(Records excerpted from a collection)
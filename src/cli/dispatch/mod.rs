use crate::{
    cli::{
        actions::{render, submit, Action},
        commands::{config as config_args, forms},
    },
    common::{
        config::{normalize_value, ConfigOverrides, MessageOverride},
        AppConfig,
    },
};
use anyhow::{bail, Context, Result};
use clap::ArgMatches;

/// Command line argument and schema field name for each login input.
const LOGIN_FIELDS: &[(&str, &str)] = &[
    (forms::ARG_EMAIL, "email"),
    (forms::ARG_PASSWORD, "password"),
];

const REGISTER_FIELDS: &[(&str, &str)] = &[
    (forms::ARG_FIRST_NAME, "firstName"),
    (forms::ARG_LAST_NAME, "lastName"),
    (forms::ARG_EMAIL, "email"),
    (forms::ARG_PASSWORD, "password"),
];

/// # Errors
/// Returns an error if the subcommand is missing or the configuration is invalid.
pub fn handler(matches: &ArgMatches) -> Result<Action> {
    match matches.subcommand() {
        Some((forms::CMD_LOGIN, sub)) => Ok(Action::Login(submit_args(sub, LOGIN_FIELDS)?)),
        Some((forms::CMD_REGISTER, sub)) => {
            Ok(Action::Register(submit_args(sub, REGISTER_FIELDS)?))
        }
        Some((forms::CMD_RENDER, sub)) => Ok(Action::Render(render_args(sub)?)),
        Some((name, _)) => bail!("unknown command: {name}"),
        None => bail!("missing command, see --help"),
    }
}

/// Builds the configuration from the global flags and their environment variables.
///
/// # Errors
/// Returns an error if a `--message` pair is malformed or the API base URL is invalid.
pub fn config(matches: &ArgMatches) -> Result<AppConfig> {
    let messages = matches
        .get_many::<String>(config_args::ARG_MESSAGE)
        .into_iter()
        .flatten()
        .map(|pair| MessageOverride::parse(pair))
        .collect::<Result<Vec<_>, _>>()
        .context("invalid --message")?;

    let mut config = AppConfig::default();
    config.apply_overrides(ConfigOverrides {
        api_base_url: matches
            .get_one::<String>(config_args::ARG_API_BASE_URL)
            .and_then(|value| normalize_value(value)),
        app_base_url: matches
            .get_one::<String>(config_args::ARG_APP_BASE_URL)
            .and_then(|value| normalize_value(value)),
        timeout_seconds: matches.get_one::<u64>(config_args::ARG_TIMEOUT).copied(),
        messages,
    });

    config.validate().context("invalid --api-base-url")?;

    Ok(config)
}

fn submit_args(matches: &ArgMatches, fields: &[(&str, &str)]) -> Result<submit::Args> {
    let values = fields
        .iter()
        .filter_map(|(arg, field)| {
            matches
                .get_one::<String>(arg)
                .map(|value| ((*field).to_string(), value.clone()))
        })
        .collect();

    Ok(submit::Args {
        config: config(matches)?,
        values,
        prompt: !matches.get_flag(config_args::ARG_NO_PROMPT),
    })
}

fn render_args(matches: &ArgMatches) -> Result<render::Args> {
    let form = match matches.get_one::<String>(forms::ARG_FORM).map(String::as_str) {
        Some(forms::CMD_LOGIN) => render::Form::Login,
        Some(forms::CMD_REGISTER) => render::Form::Register,
        other => bail!("unknown form: {}", other.unwrap_or_default()),
    };

    let format = match matches.get_one::<String>(forms::ARG_FORMAT).map(String::as_str) {
        Some("json") => render::Format::Json,
        _ => render::Format::Text,
    };

    Ok(render::Args {
        config: config(matches)?,
        form,
        format,
    })
}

Work task » In the entries above, count each line holding "const" and report the total and nothing more.

Solution below » 2